Siamo in preda alle manie di grandezza. No, non mi sto riferendo ai maschietti che ci tengono alla loro virilità, bensì ai videogiochi (visto che tralaltro questo blog parla di videogames…).
Ho l’innata senzazione che i produttori non facciano altro che sfornare kilometri di mappe, anni di vita e storie infinite, come se per vendere sia importante avere i numeri grossi dalla loro, sempre accompagnato da una buona campagna marketing che ne esalti le qualità numeriche. Ma in quanti hanno deciso di giocare, rigiocare e riterminare Fallout 3, comprensivo di DLC che aggiungono altre mappe e altre missioni? In quanti hanno effettivamente attraversato le 9 ore di territorio dell’isola di Skira in Operation Flashpoint Dragon Rising? In sala credo che in pochi alzerebbero le mani.

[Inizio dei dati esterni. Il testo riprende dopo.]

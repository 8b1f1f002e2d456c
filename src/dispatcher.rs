//! Request dispatcher: raw request in, render session scheduled

use crate::driver::RenderDriver;
use crate::engine::EngineHost;
use crate::params::Params;
use crate::store::ResultStore;
use log::debug;

/// Entry point for transports.
///
/// Submissions return as soon as the session is scheduled on the current
/// tokio runtime; results show up in the [`ResultStore`] under the request id.
#[derive(Clone)]
pub struct Dispatcher {
    driver: RenderDriver,
}

impl Dispatcher {
    pub fn new(host: EngineHost, store: ResultStore) -> Self {
        Self {
            driver: RenderDriver::new(host, store),
        }
    }

    pub fn store(&self) -> &ResultStore {
        self.driver.store()
    }

    /// Decode `raw` and start one render session for it.
    ///
    /// A request that fails to decode is dropped: nothing is returned to the
    /// caller and no result is ever written for it.
    ///
    /// Must be called from within a tokio runtime.
    pub fn submit(&self, raw: &str) {
        match Params::decode(raw) {
            Ok(params) => self.submit_params(params),
            Err(e) => debug!("dropping request: {}", e),
        }
    }

    /// Start a render session for already-decoded params.
    pub fn submit_params(&self, params: Params) {
        debug!("scheduling session {} for {}", params.id, params.url);
        let driver = self.driver.clone();
        tokio::spawn(async move {
            driver.run(params).await;
        });
    }
}
//! Inbound request decoding

use crate::{Error, Result};
use serde::{Deserialize, Serialize};

/// Largest accepted width or height, in pixels. Chrome refuses to composite
/// surfaces beyond this on either axis.
pub const MAX_DIMENSION: u32 = 16_384;

/// One render request, decoded from the transport's JSON record.
///
/// Fields other than `url` and `id` fall back to the defaults below when the
/// record omits them. `format` is kept as the caller sent it: an unknown
/// format is not a decode error, it produces an empty result downstream.
#[derive(Debug, Clone, PartialEq, Serialize, Deserialize)]
pub struct Params {
    pub url: String,
    pub id: String,
    #[serde(default = "default_format")]
    pub format: String,
    #[serde(default = "default_quality")]
    pub quality: i32,
    /// Milliseconds to wait after load-completion before capturing
    #[serde(default)]
    pub delay: u64,
    #[serde(default = "default_width")]
    pub width: u32,
    #[serde(default = "default_height")]
    pub height: u32,
    #[serde(default = "default_zoom")]
    pub zoom: f64,
    /// Capture the whole document height instead of `height`
    #[serde(default)]
    pub full: bool,
}

fn default_format() -> String {
    "png".to_string()
}

fn default_quality() -> i32 {
    80
}

fn default_width() -> u32 {
    1280
}

fn default_height() -> u32 {
    720
}

fn default_zoom() -> f64 {
    1.0
}

impl Params {
    /// Build params for `url` with every optional field at its default.
    pub fn new(url: impl Into<String>, id: impl Into<String>) -> Self {
        Self {
            url: url.into(),
            id: id.into(),
            format: default_format(),
            quality: default_quality(),
            delay: 0,
            width: default_width(),
            height: default_height(),
            zoom: default_zoom(),
            full: false,
        }
    }

    /// Decode a raw JSON request and check the field constraints.
    pub fn decode(raw: &str) -> Result<Self> {
        let params: Params = serde_json::from_str(raw)?;
        params.validate()?;
        Ok(params)
    }

    pub fn validate(&self) -> Result<()> {
        if self.url.trim().is_empty() {
            return Err(Error::Decode("url must not be empty".into()));
        }
        if self.width == 0 || self.height == 0 {
            return Err(Error::Decode(format!(
                "viewport must be non-empty, got {}x{}",
                self.width, self.height
            )));
        }
        if self.width > MAX_DIMENSION || self.height > MAX_DIMENSION {
            return Err(Error::Decode(format!(
                "viewport {}x{} exceeds {} pixels per side",
                self.width, self.height, MAX_DIMENSION
            )));
        }
        if !(self.zoom.is_finite() && self.zoom > 0.0) {
            return Err(Error::Decode(format!("zoom must be positive, got {}", self.zoom)));
        }
        Ok(())
    }

    /// The requested output format, if it is one the encoder knows.
    pub fn output_format(&self) -> Option<Format> {
        Format::parse(&self.format)
    }
}

/// Output formats understood by the encoder
#[derive(Debug, Clone, Copy, PartialEq, Eq)]
pub enum Format {
    Png,
    Jpeg,
    WebP,
}

impl Format {
    /// Case-insensitive lookup; `jpg` and `jpeg` are the same format.
    pub fn parse(name: &str) -> Option<Self> {
        match name.to_ascii_uppercase().as_str() {
            "PNG" => Some(Format::Png),
            "JPG" | "JPEG" => Some(Format::Jpeg),
            "WEBP" => Some(Format::WebP),
            _ => None,
        }
    }

    pub fn extension(self) -> &'static str {
        match self {
            Format::Png => "png",
            Format::Jpeg => "jpg",
            Format::WebP => "webp",
        }
    }
}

Quantità al posto di qualità? Non fraintendetemi: gli esempi sopra citati sono titoli di ottima qualità, ma quello che mi chiedo deriva da un pensiero ben preciso sulle storie che rappresentano i videogiochi. Un videogiocatore acquista e fruisce un titolo per sentirsi raccontare una storia e arrivato in fondo se vuole sapere come prosegue, è obbligato a comprare il seguito: è lo stesso meccanismo delle serie televisive, che però hanno capito il corretto meccanismo. Pochi effetti visivi, giusto dove serve, e una storia alla base da urlo garantiscono un successo mondiale.

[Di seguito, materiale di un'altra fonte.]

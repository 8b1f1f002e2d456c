//! Scripted in-process engine for pipeline tests

#![allow(dead_code)]

use image::{Rgb, RgbImage};
use std::collections::HashMap;
use std::sync::{Arc, Mutex};
use std::time::Duration;
use url2img::engine::{EngineHost, LoadSignal, PageEngine, PageView, ScriptResult};
use url2img::{Error, Result};

pub const PAGE_COLOR: Rgb<u8> = Rgb([40, 90, 160]);
pub const BACKGROUND: Rgb<u8> = Rgb([255, 255, 255]);

/// How a scripted page reacts to navigation
#[derive(Debug, Clone, Copy)]
pub enum Load {
    /// Fire load-completion with `ok` after `after`
    Fire { ok: bool, after: Duration },
    /// Never fire; the signal is kept alive forever
    Never,
    /// Drop the signal without firing
    Drop,
}

#[derive(Debug, Clone, Copy)]
pub struct PageScript {
    /// Document size in CSS pixels
    pub content: (u32, u32),
    pub load: Load,
    /// Frame capture reports an engine error
    pub fail_capture: bool,
    /// Value the `offsetHeight` script yields instead of the content height
    pub document_height: Option<&'static str>,
}

impl PageScript {
    pub fn new(width: u32, height: u32) -> Self {
        Self {
            content: (width, height),
            load: Load::Fire {
                ok: true,
                after: Duration::from_millis(5),
            },
            fail_capture: false,
            document_height: None,
        }
    }

    pub fn with_load(mut self, load: Load) -> Self {
        self.load = load;
        self
    }

    pub fn failing_capture(mut self) -> Self {
        self.fail_capture = true;
        self
    }

    pub fn with_document_height(mut self, value: &'static str) -> Self {
        self.document_height = Some(value);
        self
    }
}

/// What the engine observed, shared with the test
#[derive(Debug, Default)]
pub struct Journal {
    pub opened: usize,
    pub released: usize,
    pub navigations: Vec<String>,
    /// Every viewport change in order, tagged with the view
    pub viewports: Vec<(u64, u32, u32)>,
    pub zooms: Vec<f64>,
    pub scrollbars_hidden: usize,
    pub frames: Vec<(u32, u32)>,
}

impl Journal {
    pub fn open_views(&self) -> usize {
        self.opened - self.released
    }
}

pub struct ScriptedEngine {
    pages: HashMap<String, PageScript>,
    journal: Arc<Mutex<Journal>>,
    parked: Arc<Mutex<Vec<LoadSignal>>>,
    next: u64,
}

pub struct ScriptedView {
    id: u64,
    pages: HashMap<String, PageScript>,
    journal: Arc<Mutex<Journal>>,
    parked: Arc<Mutex<Vec<LoadSignal>>>,
    viewport: (u32, u32),
    current: Option<PageScript>,
}

impl PageEngine for ScriptedEngine {
    type View = ScriptedView;

    fn create_view(&mut self) -> Result<ScriptedView> {
        self.next += 1;
        self.journal.lock().unwrap().opened += 1;
        Ok(ScriptedView {
            id: self.next,
            pages: self.pages.clone(),
            journal: self.journal.clone(),
            parked: self.parked.clone(),
            viewport: (800, 600),
            current: None,
        })
    }
}

impl PageView for ScriptedView {
    fn set_viewport(&mut self, width: u32, height: u32) -> Result<()> {
        self.viewport = (width, height);
        self.journal
            .lock()
            .unwrap()
            .viewports
            .push((self.id, width, height));
        Ok(())
    }

    fn set_zoom(&mut self, zoom: f64) -> Result<()> {
        self.journal.lock().unwrap().zooms.push(zoom);
        Ok(())
    }

    fn hide_scrollbars(&mut self) -> Result<()> {
        self.journal.lock().unwrap().scrollbars_hidden += 1;
        Ok(())
    }

    fn navigate(&mut self, url: &str, on_load: LoadSignal) -> Result<()> {
        self.journal.lock().unwrap().navigations.push(url.to_string());
        // Unknown URLs behave like an engine error page: small, but loaded
        let page = self.pages.get(url).copied().unwrap_or(
            PageScript::new(200, 100).with_load(Load::Fire {
                ok: false,
                after: Duration::from_millis(1),
            }),
        );
        self.current = Some(page);
        match page.load {
            Load::Fire { ok, after } => {
                std::thread::spawn(move || {
                    std::thread::sleep(after);
                    on_load.fire(ok);
                });
            }
            Load::Never => self.parked.lock().unwrap().push(on_load),
            Load::Drop => drop(on_load),
        }
        Ok(())
    }

    fn content_size(&mut self) -> Result<(u32, u32)> {
        let page = self
            .current
            .ok_or_else(|| Error::Render("nothing loaded".into()))?;
        Ok((page.content.0.max(self.viewport.0), page.content.1))
    }

    fn evaluate_script(&mut self, script: &str) -> Result<ScriptResult> {
        let page = self
            .current
            .ok_or_else(|| Error::Script("nothing loaded".into()))?;
        let value = if script.contains("offsetHeight") {
            match page.document_height {
                Some(v) => v.to_string(),
                None => page.content.1.to_string(),
            }
        } else {
            "null".to_string()
        };
        Ok(ScriptResult {
            value,
            is_error: false,
        })
    }

    fn render_frame(&mut self) -> Result<RgbImage> {
        if self.current.is_some_and(|p| p.fail_capture) {
            return Err(Error::Render("compositor lost".into()));
        }
        let (w, h) = self.viewport;
        let content = self.current.map(|p| p.content).unwrap_or((0, 0));
        self.journal.lock().unwrap().frames.push((w, h));
        Ok(RgbImage::from_fn(w, h, |x, y| {
            if x < content.0 && y < content.1 {
                PAGE_COLOR
            } else {
                BACKGROUND
            }
        }))
    }

    fn release(self) -> Result<()> {
        self.journal.lock().unwrap().released += 1;
        Ok(())
    }
}

/// Start a host serving `pages`, returning it with the shared journal.
pub async fn scripted_host(pages: &[(&str, PageScript)]) -> (EngineHost, Arc<Mutex<Journal>>) {
    let journal = Arc::new(Mutex::new(Journal::default()));
    let pages: HashMap<String, PageScript> = pages
        .iter()
        .map(|(url, page)| (url.to_string(), *page))
        .collect();
    let shared = journal.clone();
    let host = EngineHost::spawn(move || {
        Ok(ScriptedEngine {
            pages,
            journal: shared,
            parked: Arc::new(Mutex::new(Vec::new())),
            next: 0,
        })
    })
    .await
    .expect("scripted engine starts");
    (host, journal)
}

/// Wait until the journal shows no open views, or give up after `timeout`.
pub async fn views_drained(journal: &Arc<Mutex<Journal>>, timeout: Duration) -> bool {
    let deadline = tokio::time::Instant::now() + timeout;
    while tokio::time::Instant::now() < deadline {
        if journal.lock().unwrap().open_views() == 0 {
            return true;
        }
        tokio::time::sleep(Duration::from_millis(5)).await;
    }
    false
}

pub fn decode_result(hex_data: &str) -> image::DynamicImage {
    let bytes = hex::decode(hex_data).expect("result is hex");
    image::load_from_memory(&bytes).expect("result decodes")
}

Perchè lo stesso discorso non lo si può applicare ai videogames? Sono pochi i titoli che lo hanno capito e che seguono questa strada: uno tra tutti è il titolo di prossima uscita Heavy Rain (Quantic Dream), per capirci è la stessa casa che nel 2005 ha creato il meraviglioso Farenheit che ha venduto 800.000 copie in tutto il mondo. La formula è corretta, la gente compra e gioca con una naturalezza tale che gli sforzi vengono subito ripagati.
Forza publisher di tutto il mondo, datevi da fare.